John Lee Hancock (Dans l’ombre de Mary, The Blind Side) se repose sur la force du scénario qu’a tiré Robert D. Siegel (The Wrestler) de cette histoire vraie et des thèmes typiquement américains qu’elle brasse et un casting de comédiens solides qui entourent un Michael Keaton dont la personnalité et l’énergie dominent le film.
On pourrait faire de nombreux parallèles entre Le Fondateur et The Social Network mais en faisant le choix du classicisme de la forme et de la sobriété Hancock évite d’entrer en compétition avec le film de David Fincher. Il s’appuie sur une reconstitution précise mais jamais ostentatoire de l’Amérique des années cinquante, une photo vibrante signée John Schwartzman (Armageddon, Jurassic World) et la musique mélancolique de Carter Burwell (Carol).
Le personnage de Ray Kroc, mu par la poursuite de la réussite seule valeur a ses yeux est profondément américain il en incarne trois des valeurs fondamentale : la volonté, la vision et le vol! Quand le film débute Ray Kroc a 52 ans, est représentant dans l’Illinois et malgré des années d’échecs reste convaincu que son idéal de réussite est encore à sa portée. A ses cotés son épouse Ethel Fleming (interprétée par Laura Dern toute en résignation) ne partage pas cette ambition et c’est en croisant la route des frères Mac et Dick McDonald, qui gèrent un restaurant de hamburgers en Californie du sud qu’il va pouvoir atteindre son rêve.

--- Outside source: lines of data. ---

//! # concert-sync: multi-user session synchronization core
//!
//! Every client of a session applies the same events in the same order.
//! The server assigns each event a sequence number, persists it, then fans
//! it out; late joiners and reconnecting clients catch up by replay.
//!
//! ## Architecture
//!
//! ```text
//! ┌───────────────┐   Connection   ┌───────────────┐
//! │ SessionClient │ ◄────────────► │ SessionServer │
//! │ (per user)    │  Binary Proto  │ (context)     │
//! └───────┬───────┘                └───────┬───────┘
//!         │                                │
//!         ▼                                ▼
//! ┌───────────────┐                ┌───────────────┐     ┌──────────────┐
//! │ ClientSession │                │ Session       │ ──► │ EventLog     │
//! │ (seq. guard)  │                │ (one lock)    │     │ (segments)   │
//! └───────────────┘                └───────┬───────┘     └──────────────┘
//!                                          │
//!                                  ┌───────┴────────┐
//!                                  │ BroadcastGroup │
//!                                  │ (per-endpoint  │
//!                                  │  delivery)     │
//!                                  └────────────────┘
//! ```
//!
//! ## Modules
//!
//! - [`protocol`] - Binary wire protocol (bincode-encoded SessionMessage)
//! - [`event`] - Session events and identities
//! - [`config`] - TOML configuration
//! - [`storage`] - Event log, session repository, blob store
//! - [`broadcast`] - Replay/live reconciliation and fan-out
//! - [`session`] - The per-session ordering point
//! - [`server`] - Session server context and WebSocket listener
//! - [`transport`] - Connections over WebSocket or in-process links
//! - [`client`] - Client session proxy with offline queue

pub mod broadcast;
pub mod client;
pub mod config;
pub mod event;
pub mod protocol;
pub mod server;
pub mod session;
pub mod storage;
pub mod transport;

// Re-exports for convenience
pub use broadcast::{BroadcastGroup, BroadcastStats, Delivery, DeliveryQueue, JoinTicket};
pub use client::{
    Checkpoint, ClientError, ClientEvent, ClientSession, ClientState, LocalChange, OfflineQueue,
    PendingSequence, SessionClient,
};
pub use config::{ArchiveFilter, ClientConfig, ConfigError, LogConfig, RolePolicy, ServerConfig};
pub use event::{
    ConnectionActivity, EndpointRegistration, EndpointState, EventKind, EventPayload, FileHandle,
    LockActivity, PackageRef, PendingEvent, SequenceNumber, SessionEvent, SessionFlags,
    SessionIdentity,
};
pub use protocol::{MessageType, ProtocolError, SessionMessage};
pub use server::{ServerError, ServerStats, SessionServer, ShutdownReport};
pub use session::{PurgeReport, Session, SessionError, SessionStats};
pub use storage::{
    ArchiveOutcome, BlobError, EndpointInfo, EndpointTable, EventLog, FileSharing, LocalBlobStore,
    LogError, RepositoryError, SessionDirectoryRecord, SessionRepository,
};
pub use transport::{Connection, Connector, LocalConnector, WsConnector};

L’ironie fait que les frères McDonald’s ont des valeurs et des principes finalement antagonistes aux siens. C’est donc presque logiquement qu’il finira de se séparer de la première pour épouser une femme qui partage ses vues Joan Smith (Linda Cardellini) , épouse qu’il vole au manager d’un de ses premiers restaurants franchisé Rollie Smith (Patrick Wilson) et finira prendre aux deux jusqu’à leur nom.

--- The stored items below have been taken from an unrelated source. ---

#[cfg(test)]
mod tests {
    use super::*;
    use crate::event::PendingEvent;
    use crate::protocol::MessageType;
    use chrono::Utc;

    fn event(sequence: SequenceNumber, origin: Uuid) -> SessionEvent {
        PendingEvent::transaction(origin, vec![sequence as u8]).into_event(sequence, Utc::now(), None)
    }

    fn ack(sequence: SequenceNumber) -> Delivery {
        Delivery::Ack {
            sequence,
            ack: SubmitAck {
                submission_id: Uuid::new_v4(),
                timestamp: Utc::now(),
                package: None,
            },
        }
    }

    fn drain(rx: &mut mpsc::UnboundedReceiver<SessionMessage>) -> Vec<(MessageType, u64)> {
        let mut out = Vec::new();
        while let Ok(msg) = rx.try_recv() {
            out.push((msg.msg_type, msg.sequence));
        }
        out
    }

    #[test]
    fn test_queue_holds_live_until_replay_catches_up() {
        let origin = Uuid::new_v4();
        let mut queue = DeliveryQueue::new(1, 2);
        assert!(queue.offer(Delivery::Live(event(3, origin))).is_empty());
        assert_eq!(queue.buffered(), 1);

        let ready = queue.offer(Delivery::Replay(event(1, origin)));
        assert_eq!(ready.len(), 1);
        assert!(!ready[0].1);

        let ready = queue.offer(Delivery::Replay(event(2, origin)));
        let sequences: Vec<_> = ready.iter().map(|(d, c)| (d.sequence(), *c)).collect();
        assert_eq!(sequences, vec![(2, true), (3, false)]);
        assert!(queue.replay_complete());
        assert_eq!(queue.next_expected(), 4);
    }

    #[test]
    fn test_queue_drops_duplicates() {
        let origin = Uuid::new_v4();
        let mut queue = DeliveryQueue::new(1, 0);
        assert!(queue.replay_complete());
        assert_eq!(queue.offer(Delivery::Live(event(1, origin))).len(), 1);
        assert!(queue.offer(Delivery::Live(event(1, origin))).is_empty());
        assert!(queue.offer(Delivery::Live(event(3, origin))).is_empty());
        assert!(queue.offer(Delivery::Live(event(3, origin))).is_empty());
        assert_eq!(queue.duplicates(), 2);
        assert_eq!(queue.offer(ack(2)).len(), 2);
    }

    #[test]
    fn test_queue_zero_checkpoint_starts_at_one() {
        let queue = DeliveryQueue::new(0, 5);
        assert_eq!(queue.next_expected(), 1);
        assert!(!queue.replay_complete());
    }

    #[tokio::test]
    async fn test_join_with_history_then_live() {
        let mut group = BroadcastGroup::new(Uuid::new_v4());
        let writer = Uuid::new_v4();
        let joiner = Uuid::new_v4();
        let (tx, mut rx) = mpsc::unbounded_channel();

        let ticket = group.register(joiner, "D", tx, 1, 2, Instant::now());
        assert!(!ticket.synchronized);
        assert_eq!(group.registration(joiner).unwrap().state, EndpointState::Joining);

        // Live event 3 arrives while replay is in flight
        let closed = group.broadcast(&event(3, writer), &SubmitAck {
            submission_id: Uuid::new_v4(),
            timestamp: Utc::now(),
            package: None,
        });
        assert!(closed.is_empty());
        assert!(drain(&mut rx).is_empty());

        assert!(group.deliver(joiner, Some(ticket.generation), Delivery::Replay(event(1, writer))));
        assert!(group.deliver(joiner, Some(ticket.generation), Delivery::Replay(event(2, writer))));
        assert_eq!(
            drain(&mut rx),
            vec![
                (MessageType::ReplayEvent, 1),
                (MessageType::ReplayEvent, 2),
                (MessageType::ReplayComplete, 2),
                (MessageType::Event, 3),
            ]
        );
        assert_eq!(group.registration(joiner).unwrap().state, EndpointState::Synchronized);
    }

    #[tokio::test]
    async fn test_originator_gets_ack_not_echo() {
        let mut group = BroadcastGroup::new(Uuid::new_v4());
        let a = Uuid::new_v4();
        let b = Uuid::new_v4();
        let (tx_a, mut rx_a) = mpsc::unbounded_channel();
        let (tx_b, mut rx_b) = mpsc::unbounded_channel();
        assert!(group.register(a, "A", tx_a, 1, 0, Instant::now()).synchronized);
        assert!(group.register(b, "B", tx_b, 1, 0, Instant::now()).synchronized);

        let ack = SubmitAck {
            submission_id: Uuid::new_v4(),
            timestamp: Utc::now(),
            package: None,
        };
        group.broadcast(&event(1, a), &ack);
        assert_eq!(drain(&mut rx_a), vec![(MessageType::SubmitAck, 1)]);
        assert_eq!(drain(&mut rx_b), vec![(MessageType::Event, 1)]);
        assert_eq!(group.stats().messages_sent, 2);
    }

    #[tokio::test]
    async fn test_stale_generation_rejected_after_rejoin() {
        let mut group = BroadcastGroup::new(Uuid::new_v4());
        let id = Uuid::new_v4();
        let (tx, _rx) = mpsc::unbounded_channel();
        let first = group.register(id, "A", tx.clone(), 1, 5, Instant::now());
        let second = group.register(id, "A2", tx, 1, 5, Instant::now());
        assert_ne!(first.generation, second.generation);
        assert_eq!(group.registration(id).unwrap().display_name, "A2");
        assert_eq!(group.registrations().len(), 1);

        let origin = Uuid::new_v4();
        assert!(!group.deliver(id, Some(first.generation), Delivery::Replay(event(1, origin))));
        assert!(group.deliver(id, Some(second.generation), Delivery::Replay(event(1, origin))));
    }

    #[tokio::test]
    async fn test_disconnect_and_expiry() {
        let mut group = BroadcastGroup::new(Uuid::new_v4());
        let id = Uuid::new_v4();
        let (tx, _rx) = mpsc::unbounded_channel();
        let start = Instant::now();
        let ticket = group.register(id, "A", tx, 1, 0, start);
        assert!(group.touch(id, 7, start));

        assert!(group.mark_disconnected(id, start));
        assert!(!group.mark_disconnected(id, start));
        let registration = group.registration(id).unwrap();
        assert_eq!(registration.state, EndpointState::Disconnected);
        assert_eq!(registration.last_acked, 7);
        assert_eq!(group.connected_count(), 0);
        assert!(!group.deliver(id, Some(ticket.generation), Delivery::Replay(event(1, id))));

        let grace = Duration::from_secs(10);
        assert!(group.expired(start + Duration::from_secs(5), grace).is_empty());
        assert_eq!(group.expired(start + Duration::from_secs(11), grace), vec![id]);
    }

    #[tokio::test]
    async fn test_stale_detection() {
        let mut group = BroadcastGroup::new(Uuid::new_v4());
        let id = Uuid::new_v4();
        let (tx, _rx) = mpsc::unbounded_channel();
        let start = Instant::now();
        group.register(id, "A", tx, 1, 0, start);

        let timeout = Duration::from_secs(3);
        assert!(group.stale(start + Duration::from_secs(2), timeout).is_empty());
        group.touch(id, 0, start + Duration::from_secs(2));
        assert!(group.stale(start + Duration::from_secs(4), timeout).is_empty());
        assert_eq!(group.stale(start + Duration::from_secs(6), timeout), vec![id]);
    }

    #[tokio::test]
    async fn test_closed_outbox_reported() {
        let mut group = BroadcastGroup::new(Uuid::new_v4());
        let id = Uuid::new_v4();
        let (tx, rx) = mpsc::unbounded_channel();
        group.register(id, "A", tx, 1, 0, Instant::now());
        drop(rx);

        let closed = group.broadcast(&event(1, Uuid::new_v4()), &SubmitAck {
            submission_id: Uuid::new_v4(),
            timestamp: Utc::now(),
            package: None,
        });
        assert_eq!(closed, vec![id]);
    }
}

Ce n’est pas un hasard si le film se termine alors que Kroc s’apprête à rencontrer Ronald Reagan, le film à travers son histoire illustre la mutation des valeurs du capitalisme américain du new-deal vers le néolibéralisme. Alors que Ray s’étonne que Dick McDonald (Nick Offerman) soit si réticent face à ses visées d’expansion, sous entendant des penchants gauchistes, celui ci lui rétorque offensé qu’il sa carte du parti républicain depuis des décennies. S’affronte ici l’esprit du parti d’Eisenhower et celui de Reagan dont les différences irréconciliables s’incarnent au travers les personnages du film.
Michael Keaton présent dans quasiment toutes les scènes porte le film sur ses épaules, il y a toujours eu chez lui cette énergie maniaque, un peu cruelle qu’on sent prête a jaillir dans son regard perçant. Cette dangerosité contenue, qui avait poussé Tim Burton à le choisir pour incarner Batman, sert idéalement le personnage de Kroc et sa poursuite irréductible vers la réussite.Il est entouré d’un superbe casting d’acteurs très solides mais Nick Offerman (le Ron Swanson de la série Parks & recreations) tout en rigidité et rigueur morale se distingue en parfait antagoniste au personnage de Keaton, leurs dernières confrontation est d’ailleurs la meilleure scène du film.
Conclusion : Le Fondateur est une histoire forte porté par un comédien à son meilleur dont la facture classique fait ressortir tout le talent.